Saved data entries
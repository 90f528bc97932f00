//! Tandem Network Library
//!
//! TCP transport for the story server: length-prefixed JSON frames, the
//! client/server protocol envelopes, the server accept loop, and a small
//! client used by frontends and tests. The server is also the broadcast
//! adapter: it implements [`tandem_core::RoomNotifier`] by fanning each
//! room event out to both occupants with per-recipient views.

pub mod client;
pub mod error;
pub mod frame;
pub mod protocol;
pub mod server;

pub use client::{Client, ServerEvent};
pub use error::{Error, Result};
pub use protocol::{ClientMessage, ServerMessage, MAX_CONTENT_CHARS, MIN_CONTENT_CHARS};
pub use server::Server;
#[cfg(test)]
mod tests {
    use super::*;
    use crate::models::RoomView;
    use std::sync::atomic::{AtomicUsize, Ordering};
    use tokio::sync::Mutex as AsyncMutex;

    /// Narrator returning a fixed response, counting invocations.
    struct ScriptedNarrator {
        response: std::result::Result<String, fn() -> NarratorError>,
        calls: AtomicUsize,
        last_request: AsyncMutex<Option<NarrationRequest>>,
    }

    impl ScriptedNarrator {
        fn ok(text: &str) -> Self {
            Self {
                response: Ok(text.to_string()),
                calls: AtomicUsize::new(0),
                last_request: AsyncMutex::new(None),
            }
        }

        fn failing() -> Self {
            Self {
                response: Err(|| NarratorError::Timeout),
                calls: AtomicUsize::new(0),
                last_request: AsyncMutex::new(None),
            }
        }

        fn calls(&self) -> usize {
            self.calls.load(Ordering::SeqCst)
        }
    }

    #[async_trait]
    impl Narrator for ScriptedNarrator {
        async fn narrate(
            &self,
            request: NarrationRequest,
        ) -> std::result::Result<String, NarratorError> {
            self.calls.fetch_add(1, Ordering::SeqCst);
            *self.last_request.lock().await = Some(request);
            self.response.as_ref().map(Clone::clone).map_err(|f| f())
        }

        async fn opening_hook(
            &self,
            _genre: Genre,
            _attribute1: Attribute,
            _attribute2: Attribute,
        ) -> std::result::Result<String, NarratorError> {
            self.response.as_ref().map(Clone::clone).map_err(|f| f())
        }
    }

    /// Records notified events.
    #[derive(Default)]
    struct RecordingNotifier {
        events: AsyncMutex<Vec<RoomEvent>>,
    }

    #[async_trait]
    impl RoomNotifier for RecordingNotifier {
        async fn notify(&self, _code: &RoomCode, event: RoomEvent) {
            self.events.lock().await.push(event);
        }
    }

    fn code() -> RoomCode {
        RoomCode::parse("123456").unwrap()
    }

    async fn setup(
        narrator: Arc<ScriptedNarrator>,
        mode: OrchestrationMode,
    ) -> (Orchestrator, Uuid, Uuid) {
        let registry = Arc::new(SessionRegistry::new(600));
        let a = Uuid::new_v4();
        let b = Uuid::new_v4();
        registry
            .create_or_join(a, code(), Attribute::Her, Genre::AccidentalEncounter)
            .await
            .unwrap();
        registry
            .create_or_join(b, code(), Attribute::Him, Genre::AccidentalEncounter)
            .await
            .unwrap();
        (Orchestrator::new(registry, narrator, mode, 180), a, b)
    }

    async fn view_for(orchestrator: &Orchestrator, identity: Uuid) -> RoomView {
        let room = orchestrator.registry().room(&code()).await.unwrap();
        let room = room.lock().await;
        orchestrator.registry().snapshot_for(&room, identity).unwrap()
    }

    #[tokio::test]
    async fn test_successful_turn_appends_two_entries_and_flips_turn() {
        let narrator = Arc::new(ScriptedNarrator::ok("The barista raises an eyebrow."));
        let (orchestrator, a, _b) = setup(narrator.clone(), OrchestrationMode::PerTurn).await;
        let notifier = RecordingNotifier::default();

        orchestrator
            .submit_turn(a, "hello".to_string(), &notifier)
            .await
            .unwrap();

        let view = view_for(&orchestrator, a).await;
        assert_eq!(view.transcript.len(), 2);
        assert_eq!(view.transcript[0].kind, EntryKind::Participant);
        assert_eq!(view.transcript[0].sender, Some(Slot::One));
        assert_eq!(view.transcript[1].kind, EntryKind::Narration);
        assert_eq!(view.transcript[1].content, "The barista raises an eyebrow.");
        assert_eq!(view.current_turn, Slot::Two);
        assert_eq!(narrator.calls(), 1);

        let events = notifier.events.lock().await;
        assert_eq!(*events, vec![RoomEvent::Thinking, RoomEvent::Updated]);
    }

    #[tokio::test]
    async fn test_out_of_turn_submission_changes_nothing() {
        let narrator = Arc::new(ScriptedNarrator::ok("x"));
        let (orchestrator, _a, b) = setup(narrator.clone(), OrchestrationMode::PerTurn).await;
        let notifier = RecordingNotifier::default();

        let err = orchestrator
            .submit_turn(b, "me first".to_string(), &notifier)
            .await
            .unwrap_err();
        assert!(matches!(err, Error::NotYourTurn));

        let view = view_for(&orchestrator, b).await;
        assert!(view.transcript.is_empty());
        assert_eq!(view.current_turn, Slot::One);
        assert_eq!(narrator.calls(), 0);
        assert!(notifier.events.lock().await.is_empty());
    }

    #[tokio::test]
    async fn test_submission_to_inactive_room_rejected() {
        let narrator = Arc::new(ScriptedNarrator::ok("x"));
        let (orchestrator, a, _b) = setup(narrator, OrchestrationMode::PerTurn).await;
        let notifier = RecordingNotifier::default();

        orchestrator
            .registry()
            .end_room(&code(), EndReason::Requested)
            .await;

        let err = orchestrator
            .submit_turn(a, "anyone there?".to_string(), &notifier)
            .await
            .unwrap_err();
        assert!(matches!(err, Error::RoomNotActive));
    }

    #[tokio::test]
    async fn test_narrator_failure_appends_fallback_and_still_advances() {
        let narrator = Arc::new(ScriptedNarrator::failing());
        let (orchestrator, a, _b) = setup(narrator, OrchestrationMode::PerTurn).await;
        let notifier = RecordingNotifier::default();

        orchestrator
            .submit_turn(a, "hello?".to_string(), &notifier)
            .await
            .unwrap();

        let view = view_for(&orchestrator, a).await;
        assert_eq!(view.transcript.len(), 2);
        assert_eq!(view.transcript[1].content, FALLBACK_NARRATION);
        assert_eq!(view.current_turn, Slot::Two);

        let events = notifier.events.lock().await;
        assert_eq!(*events, vec![RoomEvent::Thinking, RoomEvent::Updated]);
    }

    #[tokio::test]
    async fn test_fused_mode_defers_narrator_to_second_turn() {
        let narrator = Arc::new(ScriptedNarrator::ok("Both of you freeze."));
        let (orchestrator, a, b) = setup(narrator.clone(), OrchestrationMode::Fused).await;
        let notifier = RecordingNotifier::default();

        orchestrator
            .submit_turn(a, "I open the door".to_string(), &notifier)
            .await
            .unwrap();
        assert_eq!(narrator.calls(), 0);
        assert_eq!(view_for(&orchestrator, a).await.current_turn, Slot::Two);

        orchestrator
            .submit_turn(b, "I follow".to_string(), &notifier)
            .await
            .unwrap();
        assert_eq!(narrator.calls(), 1);

        let view = view_for(&orchestrator, a).await;
        assert_eq!(view.current_turn, Slot::One);
        assert_eq!(view.transcript.len(), 3);

        // The fused context carries exactly the two participant inputs.
        let request = narrator.last_request.lock().await.clone().unwrap();
        assert_eq!(
            request.context,
            vec![
                "user1: I open the door".to_string(),
                "user2: I follow".to_string()
            ]
        );

        let events = notifier.events.lock().await;
        assert_eq!(
            *events,
            vec![
                RoomEvent::Updated,
                RoomEvent::Thinking,
                RoomEvent::Updated
            ]
        );
    }

    #[tokio::test]
    async fn test_narration_ceiling_enforced() {
        let long = "a".repeat(400);
        let narrator = Arc::new(ScriptedNarrator::ok(&long));
        let (orchestrator, a, _b) = setup(narrator, OrchestrationMode::PerTurn).await;
        let notifier = RecordingNotifier::default();

        orchestrator
            .submit_turn(a, "go".to_string(), &notifier)
            .await
            .unwrap();

        let view = view_for(&orchestrator, a).await;
        assert_eq!(view.transcript[1].content.chars().count(), 180);
        assert!(view.transcript[1].content.ends_with('…'));
    }

    #[tokio::test]
    async fn test_metrics_block_folds_and_can_conclude() {
        let narrator = Arc::new(ScriptedNarrator::ok(
            "You move as one. {\"sync_score\": 4, \"tension_level\": 1}",
        ));
        let (orchestrator, a, _b) = setup(narrator, OrchestrationMode::PerTurn).await;
        let notifier = RecordingNotifier::default();

        orchestrator
            .submit_turn(a, "take my hand".to_string(), &notifier)
            .await
            .unwrap();

        let view = view_for(&orchestrator, a).await;
        assert_eq!(view.state, RoomState::Ended);
        assert_eq!(view.world.sync_score, 4.0);
        // The metrics block is stripped from the displayed narration.
        assert_eq!(view.transcript[1].content, "You move as one.");

        let events = notifier.events.lock().await;
        assert_eq!(*events, vec![RoomEvent::Thinking, RoomEvent::Ended]);
    }

    #[tokio::test]
    async fn test_malformed_metrics_ignored() {
        let narrator = Arc::new(ScriptedNarrator::ok("Still here. {sync_score: 99"));
        let (orchestrator, a, _b) = setup(narrator, OrchestrationMode::PerTurn).await;
        let notifier = RecordingNotifier::default();

        orchestrator
            .submit_turn(a, "hm".to_string(), &notifier)
            .await
            .unwrap();

        let view = view_for(&orchestrator, a).await;
        assert_eq!(view.state, RoomState::Active);
        assert_eq!(view.world.sync_score, 2.0);
    }

    #[tokio::test]
    async fn test_open_story_falls_back_to_genre_hook() {
        let narrator = Arc::new(ScriptedNarrator::failing());
        let (orchestrator, a, _b) = setup(narrator, OrchestrationMode::PerTurn).await;
        let notifier = RecordingNotifier::default();

        orchestrator.open_story(&code(), &notifier).await.unwrap();

        let view = view_for(&orchestrator, a).await;
        assert_eq!(view.transcript.len(), 2);
        assert_eq!(view.transcript[0].kind, EntryKind::Ambience);
        assert_eq!(
            view.transcript[0].content,
            Genre::AccidentalEncounter.ambience()
        );
        assert_eq!(view.transcript[1].kind, EntryKind::Narration);
        assert_eq!(
            view.transcript[1].content,
            Genre::AccidentalEncounter.hook()
        );
    }
}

**Task:**
Your task is to gather all lines from the entries above that hold the word "protocol".

**Result of the exercise:**
//! client/server protocol envelopes, the server accept loop, and a small
pub mod protocol;
pub use protocol::{ClientMessage, ServerMessage, MAX_CONTENT_CHARS, MIN_CONTENT_CHARS};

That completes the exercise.